BBC Radio 4 broadcast in 2018 in the series The Life Scientific Sheena Cruickshank's reflections on her life and career. Her brother was passionate about science and particularly marine biology which inspired her to have an interest in science from an early age. His subsequent illness with cancer and death at a young age was a series of events that helped shape her curiosity about the immune system and why diseases happen.

=== Public engagement ===
In 2009, Cruickshank co-created the Worm Wagon, "an interactive program that merges art and science activities to promote awareness of parasitic worm infection". She later created the Wiggling Rangoli, exploring parasites and how parasitic infections impacts people around the world. Cruickshank created the citizen science app Britain Breathing, which teaches the impacts of air pollution. The app maps the incidence of allergies and asthma, and uses data to explore why allergies are increasing and the role of air pollution in allergy development. She is a trustee of and the Public Engagement Secretary for the British Society for Immunology. She has appeared on the BBC and CNN. Cruickshank is interested in ways to empower migrant communities with science using English classes.

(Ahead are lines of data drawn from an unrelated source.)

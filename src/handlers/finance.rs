use axum::Json;
use axum::body::Bytes;
use axum::extract::{Path, State};
use axum::http::StatusCode;

use super::{AppState, parse_body};
use crate::error::{ApiError, Result};
use crate::models::{
    AddWatchlistRequest, MessageResponse, Portfolio, RebalanceResponse, Recommendation, User,
    WatchlistItem,
};

/// GET /user/:user_id
pub async fn get_user(
    State(state): State<AppState>,
    Path(user_id): Path<String>,
) -> Result<Json<User>> {
    state
        .repository
        .get_user(&user_id)
        .await?
        .map(Json)
        .ok_or_else(ApiError::user_not_found)
}

/// GET /portfolio/:user_id
pub async fn get_portfolio(
    State(state): State<AppState>,
    Path(user_id): Path<String>,
) -> Result<Json<Portfolio>> {
    state
        .repository
        .get_portfolio(&user_id)
        .await?
        .map(Json)
        .ok_or_else(ApiError::user_not_found)
}

/// GET /watchlist/:user_id
pub async fn get_watchlist(
    State(state): State<AppState>,
    Path(user_id): Path<String>,
) -> Result<Json<Vec<WatchlistItem>>> {
    state
        .repository
        .get_watchlist(&user_id)
        .await?
        .map(Json)
        .ok_or_else(ApiError::user_not_found)
}

/// POST /watchlist/:user_id
pub async fn add_to_watchlist(
    State(state): State<AppState>,
    Path(user_id): Path<String>,
    body: Bytes,
) -> Result<(StatusCode, Json<WatchlistItem>)> {
    // Unknown users are reported before the body is looked at.
    if state.repository.get_watchlist(&user_id).await?.is_none() {
        return Err(ApiError::user_not_found());
    }

    let req: AddWatchlistRequest = parse_body(&body)?;
    let symbol = match req.symbol.as_deref() {
        Some(s) if !s.is_empty() => s,
        _ => return Err(ApiError::BadRequest("Stock symbol not provided".to_string())),
    };

    let item = state.repository.add_to_watchlist(&user_id, symbol).await?;
    Ok((StatusCode::CREATED, Json(item)))
}

/// DELETE /watchlist/:user_id/:symbol
pub async fn remove_from_watchlist(
    State(state): State<AppState>,
    Path((user_id, symbol)): Path<(String, String)>,
) -> Result<Json<MessageResponse>> {
    state
        .repository
        .remove_from_watchlist(&user_id, &symbol)
        .await?;
    Ok(Json(MessageResponse {
        message: format!("Stock {} removed from watchlist", symbol.to_uppercase()),
    }))
}

/// GET /recommendations/:user_id
pub async fn get_recommendations(
    State(state): State<AppState>,
    Path(user_id): Path<String>,
) -> Result<Json<Vec<Recommendation>>> {
    state
        .repository
        .get_recommendations(&user_id)
        .await?
        .map(Json)
        .ok_or_else(ApiError::user_not_found)
}

/// POST /rebalance/:user_id
pub async fn rebalance(
    State(state): State<AppState>,
    Path(user_id): Path<String>,
) -> Result<Json<RebalanceResponse>> {
    let new_portfolio = state.repository.rebalance(&user_id).await?;
    Ok(Json(RebalanceResponse {
        message: "Portfolio rebalanced successfully".to_string(),
        new_portfolio,
    }))
}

She acts as academic lead for public engagement at the University of Manchester where she has developed their public engagement strategy and is working to enhance public engagement support and development at the University of Manchester. She blogs about the University of Manchester public engagement.

===Awards and honours===
In 2013 she won Royal Society of Biology Communicator of the Year and the Manchester International Women’s Day Award in Women & Science, Technology, Engineering and Mathematics. She was a finalist in the 2014 NCCPE Engage and 2016 Biotechnology and Biological Sciences Research Council (BBSRC) Innovator competitions. In 2014 she spoke at QEDcon, a two day skepticism and pop-science conference. In 2016 she introduced Manchester's Science in the City festival. She was a keynote speaker at the 2017 Bluedot Festival. She spoke at New Scientist Live 2017. Cruickshank was a 2017 Cosmic Superhero, a photographic exhibition at Conway Hall Ethical Society. She spoke about the microbiome at TEDx Manchester in Bridgewater Hall, her talk was called Eat Yourself Healthy.

She won the 2017 Better World and Making a Difference Award for Social Responsibility Award. She is a 2017-18 American Association for the Advancement of Science (AAAS) Leshner Leadership Institute Public Engagement Fellow.